As soon as the eggplant slices have been coated in flour, oregano, and pepper, begin the breading process. Combine flour, oregano, and pepper in one shallow bowl; beat eggs in another small bowl; and finally combine Panko with 3/4 cup Parmesan cheese in yet another. Working one slice at a time, lightly coat each eggplant slice in flour before dipping it in egg mixture followed by Panko to thoroughly cover them all. Place coated pieces on a baking sheet when finished.
Baked eggplant Parmesan can be stored in the fridge for three to five days when stored tightly sealed; or frozen up to three months in an airtight container.
Avocado may seem out-of-place in a frozen treat, but when combined with zesty lime and sweet coconut they transform into creamy tropical treats. These vegan popsicles make an excellent summertime snack and fit seamlessly into any keto diet plan!
First step of this healthy keto recipe is ensuring the avocados are ripe. They should feel soft to the touch and yield to gentle pressure; if they’re still hard, place in a paper bag with banana or apple to speed up ripening process. When ready, blend with lime juice and shredded coconut. Feel free to add berries or chopped nuts for additional texture or flavor!
Once your popsicle mixture has chilled for at least four hours, pour into popsicle molds with sticks attached and place into the freezer. Enjoy!
Add an extra sweet touch with drizzles of melted chocolate by running a double boiler (bain marie) or using the microwave.

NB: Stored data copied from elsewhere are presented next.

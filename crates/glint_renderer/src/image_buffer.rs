//! Framebuffer written by the render loop.

use std::path::Path;

use glint_math::{Color, Vec3};

/// 2D grid of colors, row-major with (0, 0) in the top-left corner.
pub struct Image {
    width: u32,
    height: u32,
    pixels: Vec<Color>,
}

impl Image {
    /// Create a new image filled with black.
    pub fn new(width: u32, height: u32) -> Self {
        Self {
            width,
            height,
            pixels: vec![Color::ZERO; (width * height) as usize],
        }
    }

    /// Image width in pixels.
    pub fn width(&self) -> u32 {
        self.width
    }

    /// Image height in pixels.
    pub fn height(&self) -> u32 {
        self.height
    }

    /// Get the pixel at (x, y).
    pub fn get(&self, x: u32, y: u32) -> Color {
        self.pixels[(y * self.width + x) as usize]
    }

    /// Set the pixel at (x, y).
    pub fn set(&mut self, x: u32, y: u32, color: Color) {
        self.pixels[(y * self.width + x) as usize] = color;
    }

    /// Accumulate onto the pixel at (x, y). Supersampled renders add each
    /// sub-sample's share here; the sum is order-independent.
    pub fn add(&mut self, x: u32, y: u32, color: Color) {
        self.pixels[(y * self.width + x) as usize] += color;
    }

    /// Convert to 8-bit RGBA bytes, clamping each channel to [0, 1].
    pub fn to_rgba(&self) -> Vec<u8> {
        let mut bytes = Vec::with_capacity((self.width * self.height * 4) as usize);
        for color in &self.pixels {
            let c = color.clamp(Vec3::ZERO, Vec3::ONE);
            bytes.push((c.x * 255.0) as u8);
            bytes.push((c.y * 255.0) as u8);
            bytes.push((c.z * 255.0) as u8);
            bytes.push(255);
        }
        bytes
    }

    /// Write the image as a PNG file.
    pub fn write_png(&self, path: impl AsRef<Path>) -> image::ImageResult<()> {
        image::save_buffer_with_format(
            path,
            &self.to_rgba(),
            self.width,
            self.height,
            image::ColorType::Rgba8,
            image::ImageFormat::Png,
        )
    }
}
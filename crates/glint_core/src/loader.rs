//! JSON scene file loading.
//!
//! Reads a scene file, resolves every material (decoding referenced
//! textures through a [`TextureCache`]) and hands back a
//! [`SceneDescription`]. Loading fails before the renderer ever sees a
//! broken texture reference.

use std::fs::File;
use std::io::BufReader;
use std::path::Path;

use thiserror::Error;

use crate::material::Material;
use crate::scene::{MaterialNode, ObjectDescription, SceneDescription, SceneFile};
use crate::texture::{TextureCache, TextureError};

/// Errors that can occur while loading a scene file.
#[derive(Error, Debug)]
pub enum SceneError {
    #[error("Could not read scene file: {0}")]
    Io(#[from] std::io::Error),

    #[error("Malformed scene file: {0}")]
    Json(#[from] serde_json::Error),

    #[error(transparent)]
    Texture(#[from] TextureError),

    #[error("Material needs either a color or a texture")]
    MissingColor,
}

/// Load a scene description from a JSON file.
///
/// Relative texture paths resolve against the scene file's directory.
pub fn load_scene(path: impl AsRef<Path>) -> Result<SceneDescription, SceneError> {
    let path = path.as_ref();
    let file = File::open(path)?;
    let scene_file: SceneFile = serde_json::from_reader(BufReader::new(file))?;

    let base_dir = path.parent().unwrap_or_else(|| Path::new("."));
    let mut textures = TextureCache::with_base_dir(base_dir);

    build_description(scene_file, &mut textures)
}

/// Load a scene description from an in-memory JSON string.
///
/// Texture paths resolve against the current directory.
pub fn load_scene_from_string(json: &str) -> Result<SceneDescription, SceneError> {
    let scene_file: SceneFile = serde_json::from_str(json)?;
    let mut textures = TextureCache::new();
    build_description(scene_file, &mut textures)
}

fn build_description(
    scene_file: SceneFile,
    textures: &mut TextureCache,
) -> Result<SceneDescription, SceneError> {
    let mut objects = Vec::with_capacity(scene_file.objects.len());
    for node in scene_file.objects {
        let material = resolve_material(&node.material, textures)?;
        objects.push(ObjectDescription {
            shape: node.shape,
            material,
        });
    }

    log::info!(
        "Parsed {} objects, {} lights",
        objects.len(),
        scene_file.lights.len()
    );

    Ok(SceneDescription {
        eye: scene_file.eye,
        shadows: scene_file.shadows,
        sampling_factor: scene_file.super_sampling_factor.max(1),
        recursion_depth: scene_file.max_recursion_depth,
        lights: scene_file.lights,
        objects,
    })
}

fn resolve_material(
    node: &MaterialNode,
    textures: &mut TextureCache,
) -> Result<Material, SceneError> {
    if let Some(path) = &node.texture {
        let texture = textures.load(path)?;
        return Ok(Material::textured(texture, node.ka, node.kd, node.ks, node.n));
    }
    let color = node.color.ok_or(SceneError::MissingColor)?;
    Ok(Material::flat(color, node.ka, node.kd, node.ks, node.n))
}
//! Infinite plane primitive.

use glint_core::Material;
use glint_math::{Point, Ray, Vec3, EPSILON};

use crate::shape::{Hit, Shape};

/// An infinite plane through `point` with the given normal.
pub struct Plane {
    point: Point,
    normal: Vec3,
    material: Material,
}

impl Plane {
    /// Create a new plane. The normal is normalized here.
    pub fn new(point: Point, normal: Vec3, material: Material) -> Self {
        Self {
            point,
            normal: normal.normalize(),
            material,
        }
    }
}

impl Shape for Plane {
    fn intersect(&self, ray: &Ray) -> Hit {
        let denom = ray.direction.dot(self.normal);

        // parallel ray: no intersection (or infinitely many, in the plane)
        if denom.abs() < EPSILON {
            return Hit::NO_HIT;
        }

        let t = (self.point - ray.origin).dot(self.normal) / denom;
        if t < EPSILON {
            return Hit::NO_HIT;
        }

        // The plane's own normal, regardless of which side the ray came
        // from; callers see the back face unlit rather than double-lit.
        Hit::new(t, self.normal)
    }

    fn material(&self) -> &Material {
        &self.material
    }
}

#[cfg(test)]
mod tests {
    use super::*;
    use glint_math::Color;

    fn grey() -> Material {
        Material::flat(Color::new(0.5, 0.5, 0.5), 0.2, 0.8, 0.0, 1.0)
    }

    #[test]
    fn test_plane_hit_straight_down() {
        // Ground plane y = 0, ray falling from (0,5,0)
        let plane = Plane::new(Point::ZERO, Vec3::Y, grey());
        let ray = Ray::new(Point::new(0.0, 5.0, 0.0), Vec3::new(0.0, -1.0, 0.0));

        let hit = plane.intersect(&ray);
        assert!(hit.is_hit());
        assert!((hit.t - 5.0).abs() < 1e-9);
        assert_eq!(hit.normal, Vec3::Y);
    }

    #[test]
    fn test_plane_parallel_ray_misses() {
        let plane = Plane::new(Point::ZERO, Vec3::Y, grey());
        let ray = Ray::new(Point::new(0.0, 1.0, 0.0), Vec3::X);

        assert!(!plane.intersect(&ray).is_hit());
    }

    #[test]
    fn test_plane_behind_origin_misses() {
        let plane = Plane::new(Point::ZERO, Vec3::Y, grey());
        let ray = Ray::new(Point::new(0.0, 5.0, 0.0), Vec3::new(0.0, 1.0, 0.0));

        assert!(!plane.intersect(&ray).is_hit());
    }

    #[test]
    fn test_plane_normal_is_not_view_dependent() {
        let plane = Plane::new(Point::ZERO, Vec3::Y, grey());
        let from_above = Ray::new(Point::new(3.0, 5.0, 1.0), Vec3::new(0.0, -1.0, 0.0));
        let slanted = Ray::new(
            Point::new(-4.0, 2.0, 0.0),
            Vec3::new(1.0, -1.0, 0.5).normalize(),
        );

        assert_eq!(plane.intersect(&from_above).normal, Vec3::Y);
        assert_eq!(plane.intersect(&slanted).normal, Vec3::Y);
    }
}
//! Phong material model.

use std::sync::Arc;

use glint_math::Color;

use crate::texture::Texture;

/// Surface appearance: a flat color or an image texture, plus the Phong
/// reflection weights.
///
/// Exactly one of `color`/`texture` is authoritative; `is_textured` tells
/// which. The weights are unnormalized (they need not sum to 1).
#[derive(Clone, Debug)]
pub struct Material {
    /// Base color (authoritative when no texture is set)
    pub color: Color,

    /// Decoded texture image, shared between clones of the material
    pub texture: Option<Arc<Texture>>,

    /// Ambient intensity
    pub ka: f64,

    /// Diffuse intensity
    pub kd: f64,

    /// Specular intensity
    pub ks: f64,

    /// Exponent for specular highlight size
    pub n: f64,
}

impl Material {
    /// Create a flat-colored material.
    pub fn flat(color: Color, ka: f64, kd: f64, ks: f64, n: f64) -> Self {
        Self {
            color,
            texture: None,
            ka,
            kd,
            ks,
            n,
        }
    }

    /// Create a textured material. The base color is unused while the
    /// texture is present.
    pub fn textured(texture: Arc<Texture>, ka: f64, kd: f64, ks: f64, n: f64) -> Self {
        Self {
            color: Color::ZERO,
            texture: Some(texture),
            ka,
            kd,
            ks,
            n,
        }
    }

    /// Whether the texture is the authoritative color source.
    pub fn is_textured(&self) -> bool {
        self.texture.is_some()
    }
}

#[cfg(test)]
mod tests {
    use super::*;

    #[test]
    fn test_flat_material() {
        let material = Material::flat(Color::new(1.0, 0.0, 0.0), 0.2, 0.7, 0.5, 32.0);
        assert!(!material.is_textured());
        assert_eq!(material.color, Color::new(1.0, 0.0, 0.0));
        assert_eq!(material.n, 32.0);
    }

    #[test]
    fn test_textured_material() {
        let texture = Arc::new(Texture::solid_color(Color::new(0.0, 1.0, 0.0)));
        let material = Material::textured(texture, 0.2, 0.7, 0.0, 1.0);
        assert!(material.is_textured());
    }
}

These tasty low-carb recipes can easily be prepared in your own kitchen. For even more keto-friendly dishes, download the Wholesome Yum app on iPhone and Android for full keto meal planning, grocery lists, macro tracker functionality and more!

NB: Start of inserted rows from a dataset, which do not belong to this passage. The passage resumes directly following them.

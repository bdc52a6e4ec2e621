//! Typed scene description.
//!
//! These types mirror the JSON scene file one to one. The renderer turns a
//! `SceneDescription` into its own runtime object list; nothing here traces
//! rays.

use glint_math::{Color, Point, Vec3};
use serde::Deserialize;

use crate::material::Material;

/// A point light with no falloff.
#[derive(Clone, Copy, Debug, Deserialize)]
pub struct Light {
    pub position: Point,
    /// Channel values in [0, 1]
    pub color: Color,
}

/// Geometry parameters for one object, tagged by shape kind.
#[derive(Clone, Debug, Deserialize)]
#[serde(tag = "type", rename_all = "lowercase")]
pub enum ShapeNode {
    Sphere {
        position: Point,
        radius: f64,
        /// Texture-orientation axis; only meaningful together with `angle`
        rotation: Option<Vec3>,
        /// Rotation angle in degrees
        angle: Option<f64>,
    },
    Triangle {
        vertex0: Point,
        vertex1: Point,
        vertex2: Point,
    },
    Plane {
        point: Point,
        normal: Vec3,
    },
    Cylinder {
        center: Point,
        radius: f64,
        height: f64,
    },
}

/// Raw material block as it appears in the scene file.
#[derive(Clone, Debug, Deserialize)]
pub struct MaterialNode {
    pub ka: f64,
    pub kd: f64,
    pub ks: f64,
    pub n: f64,
    pub color: Option<Color>,
    /// Texture file path, relative to the scene file
    pub texture: Option<String>,
}

/// One object entry: geometry plus its material block.
#[derive(Clone, Debug, Deserialize)]
pub struct ObjectNode {
    #[serde(flatten)]
    pub shape: ShapeNode,
    pub material: MaterialNode,
}

/// Top-level scene file structure.
#[derive(Clone, Debug, Deserialize)]
#[serde(rename_all = "PascalCase")]
pub struct SceneFile {
    pub eye: Point,
    #[serde(default)]
    pub shadows: bool,
    #[serde(default = "default_sampling_factor")]
    pub super_sampling_factor: u32,
    #[serde(default)]
    pub max_recursion_depth: u32,
    #[serde(default)]
    pub lights: Vec<Light>,
    #[serde(default)]
    pub objects: Vec<ObjectNode>,
}

fn default_sampling_factor() -> u32 {
    1
}

/// An object with its material resolved (textures decoded).
#[derive(Clone, Debug)]
pub struct ObjectDescription {
    pub shape: ShapeNode,
    pub material: Material,
}

/// A fully loaded scene, ready for the renderer.
#[derive(Clone, Debug)]
pub struct SceneDescription {
    pub eye: Point,
    pub shadows: bool,
    /// Sub-pixel samples per axis, >= 1
    pub sampling_factor: u32,
    /// Maximum reflection recursion depth
    pub recursion_depth: u32,
    pub lights: Vec<Light>,
    pub objects: Vec<ObjectDescription>,
}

With its comforting combination of caramelized onions and toasty cheese baked on top, this comforting soup recipe makes an ideal comfort food. Making it keto-friendly by swapping out cream for coconut cream should not be difficult!
To create this delicious dish, onions must be simmered long enough for their desired caramelization – this can take 45 minutes or more. If your onions begin to burn, simply add a splash of wine (which doubles up as deglazer and scraper of any brown bits that collect in your pot) before continuing your cook until they reach an ideal caramelized state.

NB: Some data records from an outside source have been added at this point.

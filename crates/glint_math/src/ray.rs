use crate::{Point, Vec3};

/// A ray in 3D space with origin and unit-length direction.
///
/// Rays are immutable once constructed; every primary, shadow, or reflected
/// cast builds a fresh one.
#[derive(Debug, Copy, Clone, PartialEq)]
pub struct Ray {
    pub origin: Point,
    pub direction: Vec3,
}

impl Ray {
    /// Create a new ray. The direction is expected to be normalized by the
    /// caller; intersection math relies on it.
    pub fn new(origin: Point, direction: Vec3) -> Self {
        Self { origin, direction }
    }

    /// Get the point along the ray at parameter t.
    ///
    /// Returns: origin + t * direction
    pub fn at(&self, t: f64) -> Point {
        self.origin + self.direction * t
    }
}
//! Scene ownership and the recursive trace loop.
//!
//! A `Scene` owns the object list, the lights, the eye point and the
//! global render settings. `trace` computes the color seen along a single
//! ray: Phong shading per light, shadow-tested when enabled, plus a
//! recursive specular reflection bounded by the recursion depth.

use glint_core::{Light, SceneDescription, ShapeNode};
use glint_math::{Color, Point, Ray, EPSILON};

use crate::cylinder::Cylinder;
use crate::plane::Plane;
use crate::shape::{Hit, Shape};
use crate::sphere::Sphere;
use crate::triangle::Triangle;

/// A renderable scene. Immutable during a render pass.
pub struct Scene {
    objects: Vec<Box<dyn Shape>>,
    lights: Vec<Light>,
    eye: Point,
    shadows: bool,
    sampling_factor: u32,
    recursion_depth: u32,
}

impl Scene {
    /// Create an empty scene viewed from `eye`, with shadows off, no
    /// supersampling and no reflection recursion.
    pub fn new(eye: Point) -> Self {
        Self {
            objects: Vec::new(),
            lights: Vec::new(),
            eye,
            shadows: false,
            sampling_factor: 1,
            recursion_depth: 0,
        }
    }

    /// Build a scene from a loaded description.
    pub fn from_description(description: SceneDescription) -> Self {
        let mut scene = Scene::new(description.eye);
        scene.shadows = description.shadows;
        scene.sampling_factor = description.sampling_factor.max(1);
        scene.recursion_depth = description.recursion_depth;
        scene.lights = description.lights;

        for object in description.objects {
            let material = object.material;
            let shape: Box<dyn Shape> = match object.shape {
                ShapeNode::Sphere {
                    position,
                    radius,
                    rotation,
                    angle,
                } => match (rotation, angle) {
                    (Some(axis), Some(angle)) => {
                        Box::new(Sphere::with_rotation(position, radius, axis, angle, material))
                    }
                    _ => Box::new(Sphere::new(position, radius, material)),
                },
                ShapeNode::Triangle {
                    vertex0,
                    vertex1,
                    vertex2,
                } => Box::new(Triangle::new(vertex0, vertex1, vertex2, material)),
                ShapeNode::Plane { point, normal } => {
                    Box::new(Plane::new(point, normal, material))
                }
                ShapeNode::Cylinder {
                    center,
                    radius,
                    height,
                } => Box::new(Cylinder::new(center, radius, height, material)),
            };
            scene.add_object(shape);
        }

        log::debug!(
            "Scene ready: {} objects, {} lights, shadows {}, sampling {}x, depth {}",
            scene.objects.len(),
            scene.lights.len(),
            scene.shadows,
            scene.sampling_factor,
            scene.recursion_depth
        );

        scene
    }

    /// Add an object to the scene.
    pub fn add_object(&mut self, object: Box<dyn Shape>) {
        self.objects.push(object);
    }

    /// Add a light to the scene.
    pub fn add_light(&mut self, light: Light) {
        self.lights.push(light);
    }

    /// Enable or disable shadow testing.
    pub fn set_shadows(&mut self, shadows: bool) {
        self.shadows = shadows;
    }

    /// Set the supersampling factor (sub-pixel samples per axis).
    pub fn set_sampling_factor(&mut self, factor: u32) {
        self.sampling_factor = factor.max(1);
    }

    /// Set the maximum reflection recursion depth.
    pub fn set_recursion_depth(&mut self, depth: u32) {
        self.recursion_depth = depth;
    }

    /// The eye position primary rays start from.
    pub fn eye(&self) -> Point {
        self.eye
    }

    /// Sub-pixel samples per axis.
    pub fn sampling_factor(&self) -> u32 {
        self.sampling_factor
    }

    /// Number of objects in the scene.
    pub fn object_count(&self) -> usize {
        self.objects.len()
    }

    /// Number of lights in the scene.
    pub fn light_count(&self) -> usize {
        self.lights.len()
    }

    /// Nearest intersection along `ray` over every object, optionally
    /// skipping one object by index. Returns the hit and the index of the
    /// object that produced it.
    fn nearest_hit(&self, ray: &Ray, skip: Option<usize>) -> (Hit, Option<usize>) {
        let mut nearest = Hit::NO_HIT;
        let mut nearest_index = None;

        for (index, object) in self.objects.iter().enumerate() {
            if skip == Some(index) {
                continue;
            }
            let hit = object.intersect(ray);
            if hit.t < nearest.t {
                nearest = hit;
                nearest_index = Some(index);
            }
        }

        (nearest, nearest_index)
    }

    /// Shadow test: cast a ray from the light toward `point` and require
    /// the nearest object along it to be the object the point belongs to.
    fn light_reaches(&self, light: &Light, point: Point, object_index: usize) -> bool {
        let direction = -(light.position - point).normalize();
        let light_ray = Ray::new(light.position, direction);

        let (_, blocking_index) = self.nearest_hit(&light_ray, None);
        blocking_index == Some(object_index)
    }

    /// Compute the color seen along `ray`.
    ///
    /// `depth` counts reflection bounces taken so far; primary rays start
    /// at 0. The result is unclamped, the framebuffer clamps on write.
    pub fn trace(&self, ray: &Ray, depth: u32) -> Color {
        let (hit, object_index) = self.nearest_hit(ray, None);

        // No hit? Background color.
        let Some(object_index) = object_index else {
            return Color::ZERO;
        };
        let object = &self.objects[object_index];
        let material = object.material();

        // Back the hit point off the surface so secondary rays do not
        // re-intersect it
        let hit_point = ray.at(hit.t - EPSILON);
        let normal = hit.normal;
        let view = -ray.direction;

        let color = if material.is_textured() {
            object.texture_color_at(hit_point, object.is_rotated())
        } else {
            material.color
        };

        let ambient = color * material.ka;
        let mut diffuse = Color::ZERO;
        let mut specular = Color::ZERO;

        for light in &self.lights {
            if self.shadows && !self.light_reaches(light, hit_point, object_index) {
                continue;
            }

            let to_light = (light.position - hit_point).normalize();
            let reflected = 2.0 * normal.dot(to_light) * normal - to_light;

            diffuse += to_light.dot(normal).max(0.0) * color * light.color * material.kd;
            specular += reflected.dot(view).max(0.0).powf(material.n) * light.color * material.ks;

            if depth < self.recursion_depth {
                specular += self.reflect_ray(depth, &hit, ray, object_index);
            }
        }

        ambient + diffuse + specular
    }

    /// Specular contribution from the mirror direction.
    ///
    /// Casts the reflected ray, treats whatever it reaches as a point
    /// light colored by a recursive `trace`, and folds that light through
    /// the regular Phong specular term. Black when the reflected ray
    /// escapes the scene.
    fn reflect_ray(&self, depth: u32, hit: &Hit, ray: &Ray, object_index: usize) -> Color {
        let material = self.objects[object_index].material();
        let hit_point = ray.at(hit.t - EPSILON);
        let normal = hit.normal;
        let view = -ray.direction;

        let mirror = (ray.direction - 2.0 * normal.dot(ray.direction) * normal).normalize();
        let reflected_ray = Ray::new(hit_point, mirror);

        // The reflected ray must not land back on its own object
        let (reflected_hit, reflected_index) = self.nearest_hit(&reflected_ray, Some(object_index));
        if reflected_index.is_none() {
            return Color::ZERO;
        }

        let reflected_light = Light {
            position: reflected_ray.at(reflected_hit.t),
            color: self.trace(&reflected_ray, depth + 1) * material.ks,
        };

        let to_light = (reflected_light.position - hit_point).normalize();
        let reflected = 2.0 * normal.dot(to_light) * normal - to_light;

        view.dot(reflected).max(0.0).powf(material.n) * reflected_light.color * material.ks
    }
}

This soup is usually enjoyed topped with large slices of Gruyere cheese, though you may opt for your preferred variety instead. Additionally, it makes an ideal vegetarian-friendly choice as it does not contain meat or fish products.
Serve this soup either as a main course or appetizer, garnishing each bowl with fresh thyme sprigs or chive fronds to impress guests. It freezes well; just be sure not to add the croutons until just before reheating and serving for maximum enjoyment from even your most skeptical diners! This hearty recipe will impress even your pickiest eaters!